他にもシャンパンとオレンジジュースをベースにしたミモザというカクテルが存在しています。それだけギンヨウアカシア、あるいはミモザの明るい黄色をした花が美しく、人々の心をひきつけるということでしょう。
ギンヨウアカシアの特徴
春になればたくさんの草花が咲き乱れ、道を歩いているだけでうきうきとした気持ちになりますが、多くの花木の中でもひときわ存在感があるのがギンヨウアカシアです。ギンヨウアカシアはマメ科のネムノキ亜科の常緑高木です。他にマメ科の植物の仲間にはスイトピー、ネムノキ、フジなどがあります。
マメ科というつ蔓性の植物を思い浮かべる人が多いかもしれませんが、ギンヨウアカシアは花後、莢の中に種子を有する豆果ができることから、れっきとしたマメ科の植物として分類できます。銀色がかった緑色をした葉は観賞価値が高く、可愛らしい黄色い花が特徴的です。
花は非常に小さく1センチ程度の花が球状の塊になって房のようにつきます。非常に成長が早いという特徴があり、環境によって異なりますが約10メートルもの大きさに育ちます。幹は柔らかい性質があるためしなりやすく花をたくさんつけた枝が地面に届きそうなほど大きくしなることがあります。

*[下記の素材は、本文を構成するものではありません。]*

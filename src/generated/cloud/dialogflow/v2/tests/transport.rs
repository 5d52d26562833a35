// Copyright 2026 Google LLC
//
// Licensed under the Apache License, Version 2.0 (the "License");
// you may not use this file except in compliance with the License.
// You may obtain a copy of the License at
//
//     https://www.apache.org/licenses/LICENSE-2.0
//
// Unless required by applicable law or agreed to in writing, software
// distributed under the License is distributed on an "AS IS" BASIS,
// WITHOUT WARRANTIES OR CONDITIONS OF ANY KIND, either express or implied.
// See the License for the specific language governing permissions and
// limitations under the License.


//! Verify the HTTP transport sends the expected requests.

use gapic_dialogflow_v2::{client, model};
use httptest::{Expectation, Server, matchers::*, responders::*};
use serde_json::json;

type Result<T> = anyhow::Result<T>;

fn endpoint(server: &Server) -> String {
    format!("http://{}", server.addr())
}

fn anonymous() -> auth::credentials::Credentials {
    auth::credentials::anonymous::Builder::new().build()
}

#[tokio::test]
async fn get_agent() -> Result<()> {
    let server = Server::run();
    server.expect(
        Expectation::matching(request::method_path("GET", "/v2/projects/p/agent")).respond_with(
            json_encoded(json!({
                "parent": "projects/p",
                "displayName": "Support Bot",
                "defaultLanguageCode": "en",
                "supportedLanguageCodes": ["fr", "de"],
                "timeZone": "America/New_York",
                "matchMode": "MATCH_MODE_HYBRID",
                "classificationThreshold": 0.3,
            })),
        ),
    );
    let client = client::Agents::builder()
        .with_endpoint(endpoint(&server))
        .with_credentials(anonymous())
        .build()
        .await?;
    let agent = client.get_agent().set_parent("projects/p").send().await?;
    assert_eq!(agent.display_name, "Support Bot");
    assert_eq!(agent.supported_language_codes, ["fr", "de"]);
    assert_eq!(agent.match_mode, model::MatchMode::MatchModeHybrid);
    assert_eq!(agent.classification_threshold, 0.3_f32);
    Ok(())
}

#[tokio::test]
async fn search_agents_all_projects() -> Result<()> {
    let server = Server::run();
    server.expect(
        Expectation::matching(all_of![
            request::method_path("GET", "/v2/projects/-/agent:search"),
            request::query(url_decoded(contains(("pageSize", "100")))),
        ])
        .respond_with(json_encoded(json!({
            "agents": [{"parent": "projects/p1"}, {"parent": "projects/p2"}],
        }))),
    );
    let client = client::Agents::builder()
        .with_endpoint(endpoint(&server))
        .with_credentials(anonymous())
        .build()
        .await?;
    let mut items = client.search_agents().set_parent("projects/-").by_item();
    let mut parents = Vec::new();
    while let Some(agent) = items.next().await {
        parents.push(agent?.parent);
    }
    assert_eq!(parents, ["projects/p1", "projects/p2"]);
    Ok(())
}

#[tokio::test]
async fn update_context_with_mask() -> Result<()> {
    let server = Server::run();
    server.expect(
        Expectation::matching(all_of![
            request::method_path("PATCH", "/v2/projects/p/agent/sessions/s/contexts/c"),
            request::query(url_decoded(contains(("updateMask", "lifespanCount,parameters")))),
            request::body(json_decoded(eq(json!({
                "name": "projects/p/agent/sessions/s/contexts/c",
                "lifespanCount": 5,
                "parameters": {"city": "Paris", "nights": 3.0},
            })))),
        ])
        .respond_with(json_encoded(json!({
            "name": "projects/p/agent/sessions/s/contexts/c",
            "lifespanCount": 5,
        }))),
    );
    let client = client::Contexts::builder()
        .with_endpoint(endpoint(&server))
        .with_credentials(anonymous())
        .build()
        .await?;
    let mut parameters = wkt::Struct::new();
    parameters.insert("city".to_string(), json!("Paris"));
    parameters.insert("nights".to_string(), json!(3.0));
    let context = client
        .update_context()
        .set_context(
            model::Context::new()
                .set_name("projects/p/agent/sessions/s/contexts/c")
                .set_lifespan_count(5)
                .set_parameters(parameters),
        )
        .set_update_mask(wkt::FieldMask::default().set_paths(["lifespanCount", "parameters"]))
        .send()
        .await?;
    assert_eq!(context.lifespan_count, 5);
    Ok(())
}

#[tokio::test]
async fn update_context_missing_context() -> Result<()> {
    let server = Server::run();
    let client = client::Contexts::builder()
        .with_endpoint(endpoint(&server))
        .with_credentials(anonymous())
        .build()
        .await?;
    let err = client.update_context().send().await.unwrap_err();
    assert!(err.is_binding(), "{err:?}");
    Ok(())
}

#[tokio::test]
async fn delete_all_contexts() -> Result<()> {
    let server = Server::run();
    server.expect(
        Expectation::matching(request::method_path(
            "DELETE",
            "/v2/projects/p/agent/sessions/s/contexts",
        ))
        .respond_with(json_encoded(json!({}))),
    );
    let client = client::Contexts::builder()
        .with_endpoint(endpoint(&server))
        .with_credentials(anonymous())
        .build()
        .await?;
    client
        .delete_all_contexts()
        .set_parent(client::Contexts::session_path("p", "s")?)
        .send()
        .await?;
    Ok(())
}

#[tokio::test]
async fn list_intents_query() -> Result<()> {
    let server = Server::run();
    server.expect(
        Expectation::matching(all_of![
            request::method_path("GET", "/v2/projects/p/agent/intents"),
            request::query(url_decoded(contains(("languageCode", "fr")))),
            request::query(url_decoded(contains(("intentView", "INTENT_VIEW_FULL")))),
            request::query(url_decoded(contains(("pageToken", "t1")))),
        ])
        .respond_with(json_encoded(json!({
            "intents": [{
                "name": "projects/p/agent/intents/i1",
                "displayName": "greeting",
                "webhookState": "WEBHOOK_STATE_ENABLED",
                "trainingPhrases": [{
                    "type": "EXAMPLE",
                    "parts": [{"text": "bonjour"}],
                }],
            }],
        }))),
    );
    let client = client::Intents::builder()
        .with_endpoint(endpoint(&server))
        .with_credentials(anonymous())
        .build()
        .await?;
    let response = client
        .list_intents()
        .set_parent("projects/p/agent")
        .set_language_code("fr")
        .set_intent_view(model::IntentView::IntentViewFull)
        .set_page_token("t1")
        .send()
        .await?;
    let want = model::Intent::new()
        .set_name("projects/p/agent/intents/i1")
        .set_display_name("greeting")
        .set_webhook_state(model::WebhookState::WebhookStateEnabled)
        .set_training_phrases([model::TrainingPhrase::new()
            .set_type(model::TrainingPhraseType::Example)
            .set_parts([model::TrainingPhrasePart::new().set_text("bonjour")])]);
    assert_eq!(response.intents, [want]);
    Ok(())
}

#[tokio::test]
async fn entity_type_operations() -> Result<()> {
    let server = Server::run();
    server.expect(
        Expectation::matching(request::method_path("GET", "/v2/projects/p/operations/op-001"))
            .respond_with(json_encoded(json!({
                "name": "projects/p/operations/op-001",
                "done": true,
                "response": {"@type": "type.googleapis.com/google.protobuf.Empty"},
            }))),
    );
    server.expect(
        Expectation::matching(all_of![
            request::method_path("POST", "/v2/projects/p/operations/op-001:cancel"),
            request::body(json_decoded(eq(json!({"name": "projects/p/operations/op-001"})))),
        ])
        .respond_with(json_encoded(json!({}))),
    );
    let client = client::EntityTypes::builder()
        .with_endpoint(endpoint(&server))
        .with_credentials(anonymous())
        .build()
        .await?;
    let op = client
        .get_operation()
        .set_name("projects/p/operations/op-001")
        .send()
        .await?;
    assert!(op.done, "{op:?}");
    client
        .cancel_operation()
        .set_name("projects/p/operations/op-001")
        .send()
        .await?;
    let err = client
        .delete_operation()
        .set_name("operations/op-001")
        .send()
        .await
        .unwrap_err();
    assert!(err.is_binding(), "{err:?}");
    Ok(())
}

#[tokio::test]
async fn batch_create_entities_body() -> Result<()> {
    let server = Server::run();
    server.expect(
        Expectation::matching(all_of![
            request::method_path(
                "POST",
                "/v2/projects/p/agent/entityTypes/fruit/entities:batchCreate"
            ),
            request::body(json_decoded(eq(json!({
                "parent": "projects/p/agent/entityTypes/fruit",
                "entities": [{"value": "apple", "synonyms": ["apple", "pomme"]}],
                "languageCode": "fr",
            })))),
        ])
        .respond_with(json_encoded(json!({"name": "projects/p/operations/op-003"}))),
    );
    let client = client::EntityTypes::builder()
        .with_endpoint(endpoint(&server))
        .with_credentials(anonymous())
        .build()
        .await?;
    let op = client
        .batch_create_entities()
        .set_parent(client::EntityTypes::entity_type_path("p", "fruit")?)
        .set_entities([model::Entity::new()
            .set_value("apple")
            .set_synonyms(["apple", "pomme"])])
        .set_language_code("fr")
        .send()
        .await?;
    assert_eq!(op.name, "projects/p/operations/op-003");
    assert!(!op.done);
    Ok(())
}
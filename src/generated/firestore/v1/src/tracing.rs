// Copyright 2026 Google LLC
//
// Licensed under the Apache License, Version 2.0 (the "License");
// you may not use this file except in compliance with the License.
// You may obtain a copy of the License at
//
//     https://www.apache.org/licenses/LICENSE-2.0
//
// Unless required by applicable law or agreed to in writing, software
// distributed under the License is distributed on an "AS IS" BASIS,
// WITHOUT WARRANTIES OR CONDITIONS OF ANY KIND, either express or implied.
// See the License for the specific language governing permissions and
// limitations under the License.
//
// Code generated by sidekick. DO NOT EDIT.

use crate::Result;

/// Implements a [Firestore](super::stub::Firestore) decorator for logging and tracing.
#[derive(Clone, Debug)]
pub struct Firestore<T>
where
    T: super::stub::Firestore + std::fmt::Debug + Send + Sync,
{
    inner: T,
}

impl<T> Firestore<T>
where
    T: super::stub::Firestore + std::fmt::Debug + Send + Sync,
{
    pub fn new(inner: T) -> Self {
        Self { inner }
    }
}

impl<T> super::stub::Firestore for Firestore<T>
where
    T: super::stub::Firestore + std::fmt::Debug + Send + Sync,
{
    #[tracing::instrument(ret)]
    async fn get_document(
        &self,
        req: crate::model::GetDocumentRequest,
        options: gax::options::RequestOptions,
    ) -> Result<gax::response::Response<crate::model::Document>> {
        self.inner.get_document(req, options).await
    }

    #[tracing::instrument(ret)]
    async fn list_documents(
        &self,
        req: crate::model::ListDocumentsRequest,
        options: gax::options::RequestOptions,
    ) -> Result<gax::response::Response<crate::model::ListDocumentsResponse>> {
        self.inner.list_documents(req, options).await
    }

    #[tracing::instrument(ret)]
    async fn create_document(
        &self,
        req: crate::model::CreateDocumentRequest,
        options: gax::options::RequestOptions,
    ) -> Result<gax::response::Response<crate::model::Document>> {
        self.inner.create_document(req, options).await
    }

    #[tracing::instrument(ret)]
    async fn update_document(
        &self,
        req: crate::model::UpdateDocumentRequest,
        options: gax::options::RequestOptions,
    ) -> Result<gax::response::Response<crate::model::Document>> {
        self.inner.update_document(req, options).await
    }

    #[tracing::instrument(ret)]
    async fn delete_document(
        &self,
        req: crate::model::DeleteDocumentRequest,
        options: gax::options::RequestOptions,
    ) -> Result<gax::response::Response<wkt::Empty>> {
        self.inner.delete_document(req, options).await
    }

    #[tracing::instrument(ret)]
    async fn batch_get_documents(
        &self,
        req: crate::model::BatchGetDocumentsRequest,
        options: gax::options::RequestOptions,
    ) -> Result<gax::response::Response<std::vec::Vec<crate::model::BatchGetDocumentsResponse>>> {
        self.inner.batch_get_documents(req, options).await
    }

    #[tracing::instrument(ret)]
    async fn begin_transaction(
        &self,
        req: crate::model::BeginTransactionRequest,
        options: gax::options::RequestOptions,
    ) -> Result<gax::response::Response<crate::model::BeginTransactionResponse>> {
        self.inner.begin_transaction(req, options).await
    }

    #[tracing::instrument(ret)]
    async fn commit(
        &self,
        req: crate::model::CommitRequest,
        options: gax::options::RequestOptions,
    ) -> Result<gax::response::Response<crate::model::CommitResponse>> {
        self.inner.commit(req, options).await
    }

    #[tracing::instrument(ret)]
    async fn rollback(
        &self,
        req: crate::model::RollbackRequest,
        options: gax::options::RequestOptions,
    ) -> Result<gax::response::Response<wkt::Empty>> {
        self.inner.rollback(req, options).await
    }

    #[tracing::instrument(ret)]
    async fn run_query(
        &self,
        req: crate::model::RunQueryRequest,
        options: gax::options::RequestOptions,
    ) -> Result<gax::response::Response<std::vec::Vec<crate::model::RunQueryResponse>>> {
        self.inner.run_query(req, options).await
    }

    #[tracing::instrument(ret)]
    async fn partition_query(
        &self,
        req: crate::model::PartitionQueryRequest,
        options: gax::options::RequestOptions,
    ) -> Result<gax::response::Response<crate::model::PartitionQueryResponse>> {
        self.inner.partition_query(req, options).await
    }

    #[tracing::instrument(ret)]
    async fn list_collection_ids(
        &self,
        req: crate::model::ListCollectionIdsRequest,
        options: gax::options::RequestOptions,
    ) -> Result<gax::response::Response<crate::model::ListCollectionIdsResponse>> {
        self.inner.list_collection_ids(req, options).await
    }

    #[tracing::instrument(ret)]
    async fn batch_write(
        &self,
        req: crate::model::BatchWriteRequest,
        options: gax::options::RequestOptions,
    ) -> Result<gax::response::Response<crate::model::BatchWriteResponse>> {
        self.inner.batch_write(req, options).await
    }
}
/// All implementations of [super::EntityTypes] also implement [EntityTypes].
#[async_trait::async_trait]
impl<T: super::EntityTypes> EntityTypes for T {
    /// Forwards the call to the implementation provided by `T`.
    async fn list_entity_types(
        &self,
        req: crate::model::ListEntityTypesRequest,
        options: gax::options::RequestOptions,
    ) -> crate::Result<gax::response::Response<crate::model::ListEntityTypesResponse>> {
        T::list_entity_types(self, req, options).await
    }

    /// Forwards the call to the implementation provided by `T`.
    async fn get_entity_type(
        &self,
        req: crate::model::GetEntityTypeRequest,
        options: gax::options::RequestOptions,
    ) -> crate::Result<gax::response::Response<crate::model::EntityType>> {
        T::get_entity_type(self, req, options).await
    }

    /// Forwards the call to the implementation provided by `T`.
    async fn create_entity_type(
        &self,
        req: crate::model::CreateEntityTypeRequest,
        options: gax::options::RequestOptions,
    ) -> crate::Result<gax::response::Response<crate::model::EntityType>> {
        T::create_entity_type(self, req, options).await
    }

    /// Forwards the call to the implementation provided by `T`.
    async fn update_entity_type(
        &self,
        req: crate::model::UpdateEntityTypeRequest,
        options: gax::options::RequestOptions,
    ) -> crate::Result<gax::response::Response<crate::model::EntityType>> {
        T::update_entity_type(self, req, options).await
    }

    /// Forwards the call to the implementation provided by `T`.
    async fn delete_entity_type(
        &self,
        req: crate::model::DeleteEntityTypeRequest,
        options: gax::options::RequestOptions,
    ) -> crate::Result<gax::response::Response<wkt::Empty>> {
        T::delete_entity_type(self, req, options).await
    }

    /// Forwards the call to the implementation provided by `T`.
    async fn batch_update_entity_types(
        &self,
        req: crate::model::BatchUpdateEntityTypesRequest,
        options: gax::options::RequestOptions,
    ) -> crate::Result<gax::response::Response<longrunning::model::Operation>> {
        T::batch_update_entity_types(self, req, options).await
    }

    /// Forwards the call to the implementation provided by `T`.
    async fn batch_delete_entity_types(
        &self,
        req: crate::model::BatchDeleteEntityTypesRequest,
        options: gax::options::RequestOptions,
    ) -> crate::Result<gax::response::Response<longrunning::model::Operation>> {
        T::batch_delete_entity_types(self, req, options).await
    }

    /// Forwards the call to the implementation provided by `T`.
    async fn batch_create_entities(
        &self,
        req: crate::model::BatchCreateEntitiesRequest,
        options: gax::options::RequestOptions,
    ) -> crate::Result<gax::response::Response<longrunning::model::Operation>> {
        T::batch_create_entities(self, req, options).await
    }

    /// Forwards the call to the implementation provided by `T`.
    async fn batch_update_entities(
        &self,
        req: crate::model::BatchUpdateEntitiesRequest,
        options: gax::options::RequestOptions,
    ) -> crate::Result<gax::response::Response<longrunning::model::Operation>> {
        T::batch_update_entities(self, req, options).await
    }

    /// Forwards the call to the implementation provided by `T`.
    async fn batch_delete_entities(
        &self,
        req: crate::model::BatchDeleteEntitiesRequest,
        options: gax::options::RequestOptions,
    ) -> crate::Result<gax::response::Response<longrunning::model::Operation>> {
        T::batch_delete_entities(self, req, options).await
    }

    /// Forwards the call to the implementation provided by `T`.
    async fn get_operation(
        &self,
        req: longrunning::model::GetOperationRequest,
        options: gax::options::RequestOptions,
    ) -> crate::Result<gax::response::Response<longrunning::model::Operation>> {
        T::get_operation(self, req, options).await
    }

    /// Forwards the call to the implementation provided by `T`.
    async fn cancel_operation(
        &self,
        req: longrunning::model::CancelOperationRequest,
        options: gax::options::RequestOptions,
    ) -> crate::Result<gax::response::Response<wkt::Empty>> {
        T::cancel_operation(self, req, options).await
    }

    /// Forwards the call to the implementation provided by `T`.
    async fn delete_operation(
        &self,
        req: longrunning::model::DeleteOperationRequest,
        options: gax::options::RequestOptions,
    ) -> crate::Result<gax::response::Response<wkt::Empty>> {
        T::delete_operation(self, req, options).await
    }

    fn get_polling_error_policy(
        &self,
        options: &gax::options::RequestOptions,
    ) -> std::sync::Arc<dyn gax::polling_error_policy::PollingErrorPolicy> {
        T::get_polling_error_policy(self, options)
    }

    fn get_polling_backoff_policy(
        &self,
        options: &gax::options::RequestOptions,
    ) -> std::sync::Arc<dyn gax::polling_backoff_policy::PollingBackoffPolicy> {
        T::get_polling_backoff_policy(self, options)
    }
}

/// A dyn-compatible, crate-private version of [super::Intents].
#[async_trait::async_trait]
pub trait Intents: std::fmt::Debug + Send + Sync {
    async fn list_intents(
        &self,
        req: crate::model::ListIntentsRequest,
        options: gax::options::RequestOptions,
    ) -> crate::Result<gax::response::Response<crate::model::ListIntentsResponse>>;

    async fn get_intent(
        &self,
        req: crate::model::GetIntentRequest,
        options: gax::options::RequestOptions,
    ) -> crate::Result<gax::response::Response<crate::model::Intent>>;

    async fn create_intent(
        &self,
        req: crate::model::CreateIntentRequest,
        options: gax::options::RequestOptions,
    ) -> crate::Result<gax::response::Response<crate::model::Intent>>;

    async fn update_intent(
        &self,
        req: crate::model::UpdateIntentRequest,
        options: gax::options::RequestOptions,
    ) -> crate::Result<gax::response::Response<crate::model::Intent>>;

    async fn delete_intent(
        &self,
        req: crate::model::DeleteIntentRequest,
        options: gax::options::RequestOptions,
    ) -> crate::Result<gax::response::Response<wkt::Empty>>;

    async fn batch_update_intents(
        &self,
        req: crate::model::BatchUpdateIntentsRequest,
        options: gax::options::RequestOptions,
    ) -> crate::Result<gax::response::Response<longrunning::model::Operation>>;

    async fn batch_delete_intents(
        &self,
        req: crate::model::BatchDeleteIntentsRequest,
        options: gax::options::RequestOptions,
    ) -> crate::Result<gax::response::Response<longrunning::model::Operation>>;

    async fn get_operation(
        &self,
        req: longrunning::model::GetOperationRequest,
        options: gax::options::RequestOptions,
    ) -> crate::Result<gax::response::Response<longrunning::model::Operation>>;

    async fn cancel_operation(
        &self,
        req: longrunning::model::CancelOperationRequest,
        options: gax::options::RequestOptions,
    ) -> crate::Result<gax::response::Response<wkt::Empty>>;

    async fn delete_operation(
        &self,
        req: longrunning::model::DeleteOperationRequest,
        options: gax::options::RequestOptions,
    ) -> crate::Result<gax::response::Response<wkt::Empty>>;

    fn get_polling_error_policy(
        &self,
        options: &gax::options::RequestOptions,
    ) -> std::sync::Arc<dyn gax::polling_error_policy::PollingErrorPolicy>;

    fn get_polling_backoff_policy(
        &self,
        options: &gax::options::RequestOptions,
    ) -> std::sync::Arc<dyn gax::polling_backoff_policy::PollingBackoffPolicy>;
}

ミモザとして知られていることが多いギンヨウアカシアですが、実はミモザとして流通している種類はギンヨウアカシアとは別の種類でフサアカシアといいます。ギンヨウアカシアとフサアカシアの大きな違いは葉で、フサアカシアの方が大型の葉をしています。
ギンヨウアカシアの仲間には他に、新葉が紫色になる品種プルプレア、高さが2メートルから3メートルと比較的小型で狭い場所での栽培に向いているサンカクバアカシア、温暖な場所だけでなく寒冷地でも栽培可能なニセアカシアなどがあります。